Plastic Bags Only Part of the Problem
By CATHERINE KOZAK
COASTAL REVIEW ONLINE
Bucking the wishes of nearly every local entity that keeps the communities’ wheels turning and the tourism machinery humming, a bill to repeal a ban on flimsy plastic grocery bags on the Outer Banks is still alive in some dark corner of the North Carolina General Assembly.
The prospect of having to go back to hundreds of thousands of the lightweight bags suddenly re-entering the waste stream, littering coastal roadsides, floating in waterways, getting impaled on trees, filling landfills and being stuffed unknowingly into recycling collections, only to clog up the recycling machinery and contaminate the other recyclables, makes the timing right to hold a community outreach about establishing a plastic bag recycling program.
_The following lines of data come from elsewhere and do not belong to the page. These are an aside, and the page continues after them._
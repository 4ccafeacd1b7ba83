//! Version 2 of the viewer: version 1 plus an origin-corner selector.
//!
//! The coordinate readout is measured against the corner picked in the top
//! panel; everything else is version 1 unchanged.

use std::path::{Path, PathBuf};

use anyhow::Context as _;
use clap::Parser;

use pinpoint_core::document::Document;
use pinpoint_core::origin::OriginCorner;
use pinpoint_core::viewport::Viewport;

#[derive(Parser)]
#[command(name = "pinpoint-v2", about = "Image/PDF viewer with selectable origin corner")]
#[command(version)]
struct Cli {
    /// Image (.png/.jpg/.jpeg/.bmp) or PDF file to display
    file: PathBuf,
}

struct ViewerApp {
    texture: egui::TextureHandle,
    image_size: [usize; 2],
    view: Viewport,
    scene_pos: Option<[f32; 2]>,
    origin: OriginCorner,
}

impl ViewerApp {
    fn new(ctx: &egui::Context, path: &Path) -> anyhow::Result<Self> {
        let document = Document::open(path)
            .with_context(|| format!("failed to open {}", path.display()))?;
        let image = egui::ColorImage::from_rgba_unmultiplied(
            [
                document.bitmap.width() as usize,
                document.bitmap.height() as usize,
            ],
            document.bitmap.as_raw(),
        );
        let image_size = image.size;
        let texture = ctx.load_texture("viewport", image, egui::TextureOptions::NEAREST);
        Ok(Self {
            texture,
            image_size,
            view: Viewport::default(),
            scene_pos: None,
            origin: OriginCorner::default(),
        })
    }

    fn bitmap_size(&self) -> [f32; 2] {
        [self.image_size[0] as f32, self.image_size[1] as f32]
    }
}

impl eframe::App for ViewerApp {
    fn update(&mut self, ctx: &egui::Context, _frame: &mut eframe::Frame) {
        egui::TopBottomPanel::top("origin").show(ctx, |ui| {
            ui.add_space(2.0);
            ui.horizontal(|ui| {
                egui::ComboBox::from_label("Origin")
                    .selected_text(self.origin.to_string())
                    .show_ui(ui, |ui| {
                        for &corner in OriginCorner::ALL {
                            ui.selectable_value(&mut self.origin, corner, corner.to_string());
                        }
                    });
            });
            ui.add_space(2.0);
        });

        egui::TopBottomPanel::bottom("coordinates").show(ctx, |ui| {
            let text = match self.scene_pos {
                Some(scene) => {
                    let [x, y] = self.origin.map(scene, self.bitmap_size());
                    format!("Mouse at: ({x:.1}, {y:.1})")
                }
                None => "Mouse at: (-, -)".to_string(),
            };
            ui.label(text);
        });

        egui::CentralPanel::default().show(ctx, |ui| {
            let rect = ui.available_rect_before_wrap();
            ui.painter()
                .rect_filled(rect, 0.0, egui::Color32::from_gray(30));

            let response = ui.allocate_rect(rect, egui::Sense::click_and_drag());
            let size = self.bitmap_size();
            let center = [rect.center().x, rect.center().y];

            // One discrete zoom step per wheel event.
            let steps = wheel_steps(ui);
            if steps != 0 && response.hovered() {
                if let Some(pointer) = ui.input(|i| i.pointer.hover_pos()) {
                    self.view.wheel_zoom(steps, [pointer.x, pointer.y], center);
                }
            }

            if response.dragged_by(egui::PointerButton::Middle)
                || (response.dragged_by(egui::PointerButton::Primary)
                    && ui.input(|i| i.modifiers.command))
            {
                let delta = response.drag_delta();
                self.view.pan_by([delta.x, delta.y]);
            }

            if response.double_clicked() {
                self.view.fit(size, [rect.width(), rect.height()]);
            }

            match ui.input(|i| i.pointer.hover_pos()).filter(|p| rect.contains(*p)) {
                Some(pos) => {
                    self.scene_pos =
                        Some(self.view.scene_from_screen([pos.x, pos.y], center, size));
                }
                None if self.scene_pos.is_none() => {
                    // Seed the readout from the panel center on the first frame.
                    self.scene_pos = Some(self.view.scene_from_screen(center, center, size));
                }
                None => {}
            }

            let scaled = egui::vec2(size[0], size[1]) * self.view.zoom;
            let img_center = rect.center() + egui::vec2(self.view.pan[0], self.view.pan[1]);
            ui.painter().image(
                self.texture.id(),
                egui::Rect::from_center_size(img_center, scaled),
                egui::Rect::from_min_max(egui::pos2(0.0, 0.0), egui::pos2(1.0, 1.0)),
                egui::Color32::WHITE,
            );
        });
    }
}

fn wheel_steps(ui: &egui::Ui) -> i32 {
    ui.input(|i| {
        i.events
            .iter()
            .map(|event| match event {
                egui::Event::MouseWheel { delta, .. } if delta.y > 0.0 => 1,
                egui::Event::MouseWheel { delta, .. } if delta.y < 0.0 => -1,
                _ => 0,
            })
            .sum()
    })
}

fn main() -> eframe::Result<()> {
    let cli = Cli::parse();

    tracing_subscriber::fmt()
        .with_env_filter(
            tracing_subscriber::EnvFilter::from_default_env()
                .add_directive(tracing::Level::INFO.into()),
        )
        .init();

    let options = eframe::NativeOptions {
        viewport: egui::ViewportBuilder::default()
            .with_inner_size([800.0, 600.0])
            .with_min_inner_size([640.0, 480.0])
            .with_title("Pinpoint v2"),
        ..Default::default()
    };

    eframe::run_native(
        "Pinpoint v2",
        options,
        Box::new(move |cc| Ok(Box::new(ViewerApp::new(&cc.egui_ctx, &cli.file)?))),
    )
}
At a meeting held last month in Nags Head, sponsored by the Carolina Recycling Association, speakers mostly sidestepped the politics of the proposed repeal and focused on how to launch a local campaign to keep plastic film and bags out of landfills and recycling bins by returning them to retail stores.
As it is now, only about 1 percent of the 100 billion plastic bags – about 300 per person – produced per year are returned for recycling, said Mindy Love, environmental specialist, recycling education and outreach at North Carolina Department of Environmental Quality. Each of those bags is used for an average of 12 minutes.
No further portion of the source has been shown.